Hyperhomocysteinemia is an emerging risk factor for cardiovascular events and venous thrombosis,1,2⇓ but the mechanisms responsible for the vascular pathology of hyperhomocysteinemia are still incompletely understood. Like many other cardiovascular risk factors, hyperhomocysteinemia produces endothelial dysfunction, which is possibly due to oxidative inactivation of endothelium-derived NO.3,4⇓ The oxidative stress hypothesis4 is supported by the observation that auto-oxidation of homocysteine in vitro generates reactive oxygen species (ROS), including hydrogen peroxide and superoxide, and promotes oxidation of LDL.5–7⇓⇓ Treatment of cultured endothelial cells with homocysteine decreases bioavailable NO8,9⇓ and produces cytotoxicity mediated by hydrogen peroxide.10 Homocysteine also indirectly contributes to oxidative stress by inhibiting the expression of antioxidant enzymes, such as cellular glutathione peroxidase (GPx-1), an effect that may sensitize one to the toxic effects of homocysteine-derived hydrogen peroxides and lipid peroxides.8,11⇓
However, the role of oxidative stress in the vascular dysfunction of hyperhomocysteinemia in vivo is less clear, and its clinical importance has been questioned.12 Attempts to demonstrate elevated levels of oxidation products in humans with hyperhomocysteinemia have produced conflicting results.13–16⇓⇓⇓ Recent studies with human subjects have demonstrated that administration of antioxidant vitamins such as vitamin C or vitamin E can attenuate impairment of endothelium-dependent vasodilatation during acute hyperhomocysteinemia produced by oral methionine loading.17–19⇓⇓ Perhaps the strongest evidence of an oxidative mechanism for endothelial dysfunction in hyperhomocysteinemia has been obtained from studies in hyperhomocysteinemic mice. Mild to moderate hyperhomocysteinemia (plasma total homocysteine [tHcy] levels of 10 to 30 μmol/L) can be produced in mice by genetic and/or dietary approaches, and it is associated with impairment of endothelium-dependent relaxation.20–24⇓⇓⇓⇓ Impaired endothelium-dependent vasodilatory responses in hyperhomocysteinemic mice can be restored toward normal by administration of the thiol antioxidant l-2-oxothiazolidine-4-carboxylic acid (OTC)23 or by transgenic overexpression of GPx-1.24
To further explore the role of oxidative stress in the endothelial dysfunction of hyperhomocysteinemia in vivo, we tested the hypothesis that deficiency of GPx-1 increases susceptibility to endothelial dysfunction in mice with moderate hyperhomocysteinemia. Our results show that deficiency of GPx-1 exacerbates endothelial dysfunction in hyperhomocysteinemic mice, which suggests that hyperhomocysteinemia contributes to vascular dysfunction through an oxidative mechanism that involves peroxides.

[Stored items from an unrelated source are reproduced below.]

#![allow(dead_code)]

use std::collections::BTreeMap;
use std::sync::atomic::{AtomicUsize, Ordering};
use std::sync::Mutex;

use evs_core::{EvsError, NodeInputs, OutputRecord, OutputUpdate};
use evs_engine::{EvsApi, HostSink, RawResponse};
use serde_json::Value;
use tokio::time::Instant;

#[derive(Default)]
pub struct RecordingSink {
    progress: Mutex<Vec<u32>>,
    updates: Mutex<Vec<OutputUpdate>>,
}

impl RecordingSink {
    pub fn new() -> Self {
        Self::default()
    }

    pub fn progress(&self) -> Vec<u32> {
        self.progress.lock().unwrap().clone()
    }

    pub fn updates(&self) -> Vec<OutputUpdate> {
        self.updates.lock().unwrap().clone()
    }

    pub fn record(&self) -> OutputRecord {
        let mut record = OutputRecord::default();
        for update in self.updates.lock().unwrap().iter() {
            record.apply(update);
        }
        record
    }
}

impl HostSink for RecordingSink {
    fn report_progress(&self, percent: u32) {
        self.progress.lock().unwrap().push(percent);
    }

    fn set_outputs(&self, update: &OutputUpdate) {
        self.updates.lock().unwrap().push(update.clone());
    }
}

pub fn inputs(host_url: &str) -> NodeInputs {
    NodeInputs {
        host_url: host_url.to_string(),
        target_name: "XSquare A".into(),
        target_id: "7".into(),
        file_path: "/media/ingest/clip.mxf".into(),
        ..NodeInputs::default()
    }
}

pub fn response(status: u16, body: &Value) -> RawResponse {
    RawResponse {
        url: "http://evs.test/api/job".into(),
        status,
        headers: BTreeMap::from([("content-type".to_string(), "application/json".to_string())]),
        body: body.to_string(),
    }
}

/// Connector fake driven by a script of status responses. The last entry
/// repeats once the script runs out.
pub struct ScriptedApi {
    creation: Result<RawResponse, EvsError>,
    statuses: Vec<Result<RawResponse, EvsError>>,
    stop: Result<RawResponse, EvsError>,
    pub create_calls: AtomicUsize,
    pub status_calls: AtomicUsize,
    pub stop_calls: AtomicUsize,
    poll_times: Mutex<Vec<Instant>>,
}

impl ScriptedApi {
    pub fn new(creation_status: u16, creation_body: Value) -> Self {
        Self {
            creation: Ok(response(creation_status, &creation_body)),
            statuses: Vec::new(),
            stop: Ok(response(200, &Value::Null)),
            create_calls: AtomicUsize::new(0),
            status_calls: AtomicUsize::new(0),
            stop_calls: AtomicUsize::new(0),
            poll_times: Mutex::new(Vec::new()),
        }
    }

    pub fn status(mut self, body: Value) -> Self {
        self.statuses.push(Ok(response(200, &body)));
        self
    }

    pub fn status_error(mut self) -> Self {
        self.statuses.push(Err(EvsError::transport(
            "http://evs.test/api/job/status",
            "connection reset",
        )));
        self
    }

    pub fn failing_stop(mut self) -> Self {
        self.stop = Err(EvsError::transport("http://evs.test/api/job/stop", "refused"));
        self
    }

    pub fn poll_times(&self) -> Vec<Instant> {
        self.poll_times.lock().unwrap().clone()
    }
}

#[async_trait::async_trait]
impl EvsApi for ScriptedApi {
    async fn create_job(&self, _base: &str, _payload: &Value) -> Result<RawResponse, EvsError> {
        self.create_calls.fetch_add(1, Ordering::SeqCst);
        self.creation.clone()
    }

    async fn job_status(&self, _base: &str, _job_id: &str) -> Result<RawResponse, EvsError> {
        let call = self.status_calls.fetch_add(1, Ordering::SeqCst);
        self.poll_times.lock().unwrap().push(Instant::now());
        let index = call.min(self.statuses.len().saturating_sub(1));
        self.statuses
            .get(index)
            .cloned()
            .unwrap_or_else(|| Err(EvsError::transport("http://evs.test", "empty script")))
    }

    async fn stop_job(&self, _base: &str, _job_id: &str) -> Result<RawResponse, EvsError> {
        self.stop_calls.fetch_add(1, Ordering::SeqCst);
        self.stop.clone()
    }
}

GPx-1–deficient mice containing a targeted disruption of the Gpx1 gene25 were generously provided by Dr Y.S. Ho (Wayne State University, Detroit, Mich). To minimize the potential influence of differences in genetic background, GPx-1–deficient mice were crossbred to C57BL6 mice (The Jackson Laboratory, Bar Harbor, Me) for at least 7 generations and then interbred to generate littermates that were wild type (Gpx1+/+), heterozygous (Gpx1+/−), or homozygous (Gpx1−/−) for the mutated Gpx1 allele. Genotyping for the wild-type and mutated Gpx1 alleles was performed by polymerase chain reaction as described by Forgione et al.26 At the time of weaning, mice were placed on either a control diet (LM-485 chow, Harlan Teklad) or a high methionine diet (LM-485 chow and drinking water supplemented with 0.5% l-methionine). After 17 weeks of the experimental diet, mice were euthanized with sodium pentobarbital (75 mg IP). Blood was collected by cardiac puncture into EDTA (final concentration 5 mmol/L) for measurement of plasma tHcy and methionine, and the thoracic aorta and liver were removed for ex vivo studies. The experimental protocol was approved by the University of Iowa and Veterans Affairs Animal Care and Use Committees.

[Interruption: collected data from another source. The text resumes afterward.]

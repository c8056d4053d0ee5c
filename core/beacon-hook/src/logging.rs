//! File-based logging for the hook binary.
//!
//! Hook invocations are short-lived and run outside a terminal, so logs go
//! to a rolling file under the storage root. The returned guard must live
//! for the duration of `main` so buffered lines are flushed on exit.

use beacon_core::StorageConfig;
use tracing_appender::non_blocking::WorkerGuard;
use tracing_subscriber::EnvFilter;

pub fn init() -> Option<WorkerGuard> {
    let storage = StorageConfig::default();
    if storage.ensure_dirs().is_err() {
        // No writable storage root: run silent rather than fail the hook.
        return None;
    }

    let file_appender = tracing_appender::rolling::daily(storage.log_dir(), "beacon-hook.log");
    let (writer, guard) = tracing_appender::non_blocking(file_appender);

    let filter = EnvFilter::try_from_default_env().unwrap_or_else(|_| EnvFilter::new("info"));
    tracing_subscriber::fmt()
        .with_env_filter(filter)
        .with_writer(writer)
        .with_ansi(false)
        .init();

    Some(guard)
}
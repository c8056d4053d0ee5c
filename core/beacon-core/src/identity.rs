//! Stable per-profile device identity.
//!
//! A version-4 UUID generated once and persisted under `device_id`; every
//! later call returns the stored value unchanged. Identity generation never
//! fails: if the OS secure-random source is unavailable the id comes from a
//! time-seeded PRNG instead (weaker randomness, same format).

use once_cell::sync::Lazy;
use rand::rngs::{OsRng, StdRng};
use rand::{RngCore, SeedableRng};
use std::time::{SystemTime, UNIX_EPOCH};
use uuid::Uuid;

use crate::flags::{FlagStore, KEY_DEVICE_ID};

/// Whether the OS secure-random source works, probed once at startup.
static SECURE_RANDOM_AVAILABLE: Lazy<bool> = Lazy::new(|| {
    let mut buf = [0u8; 16];
    OsRng.try_fill_bytes(&mut buf).is_ok()
});

/// Returns the device id for this profile, generating and persisting one on
/// first call. Always succeeds; see [`generate_device_id`] for the
/// degraded-randomness path.
pub fn device_id(store: &mut FlagStore) -> String {
    if let Some(id) = store.get(KEY_DEVICE_ID) {
        return id.to_string();
    }
    let id = generate_device_id();
    tracing::info!(device_id = %id, "generated new device id");
    store.set(KEY_DEVICE_ID, &id);
    id
}

/// Generates a fresh v4 UUID string, falling back to a manually constructed
/// v4 from a time-seeded PRNG when secure randomness is unavailable.
pub fn generate_device_id() -> String {
    if *SECURE_RANDOM_AVAILABLE {
        Uuid::new_v4().to_string()
    } else {
        tracing::warn!("secure random unavailable, using time-seeded fallback uuid");
        fallback_v4().to_string()
    }
}

fn fallback_v4() -> Uuid {
    let nanos = SystemTime::now()
        .duration_since(UNIX_EPOCH)
        .map(|d| d.as_nanos() as u64)
        .unwrap_or(0x9e37_79b9_7f4a_7c15);
    let mut rng = StdRng::seed_from_u64(nanos ^ u64::from(std::process::id()));
    let mut bytes = [0u8; 16];
    rng.fill_bytes(&mut bytes);
    uuid::Builder::from_random_bytes(bytes).into_uuid()
}

#[cfg(test)]
mod tests {
    use super::*;
    use tempfile::TempDir;

    #[test]
    fn test_device_id_is_stable_across_calls() {
        let mut store = FlagStore::new_in_memory();
        let first = device_id(&mut store);
        let second = device_id(&mut store);
        assert_eq!(first, second);
    }

    #[test]
    fn test_device_id_survives_reload() {
        let temp = TempDir::new().unwrap();
        let path = temp.path().join("state.json");

        let first = device_id(&mut FlagStore::load(&path));
        let second = device_id(&mut FlagStore::load(&path));
        assert_eq!(first, second);
    }

    #[test]
    fn test_generated_id_is_valid_v4_uuid() {
        let id = generate_device_id();
        let parsed = Uuid::parse_str(&id).unwrap();
        assert_eq!(parsed.get_version_num(), 4);
    }

    #[test]
    fn test_fallback_is_valid_v4_uuid() {
        let parsed = fallback_v4();
        assert_eq!(parsed.get_version_num(), 4);
    }

    #[test]
    fn test_distinct_profiles_get_distinct_ids() {
        let a = device_id(&mut FlagStore::new_in_memory());
        let b = device_id(&mut FlagStore::new_in_memory());
        assert_ne!(a, b);
    }
}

Plasma tHcy and Methionine
Plasma tHcy, defined as the total concentration of homocysteine after quantitative reductive cleavage of all disulfide bonds,27 was measured by high-performance liquid chromatography and electrochemical detection.28 Plasma methionine was measured by high-performance liquid chromatography coupled to coulometric electrochemical detection. The method was modified from that described by Martin et al28 by increasing the electrochemical potential to 1100 mV to detect methionine.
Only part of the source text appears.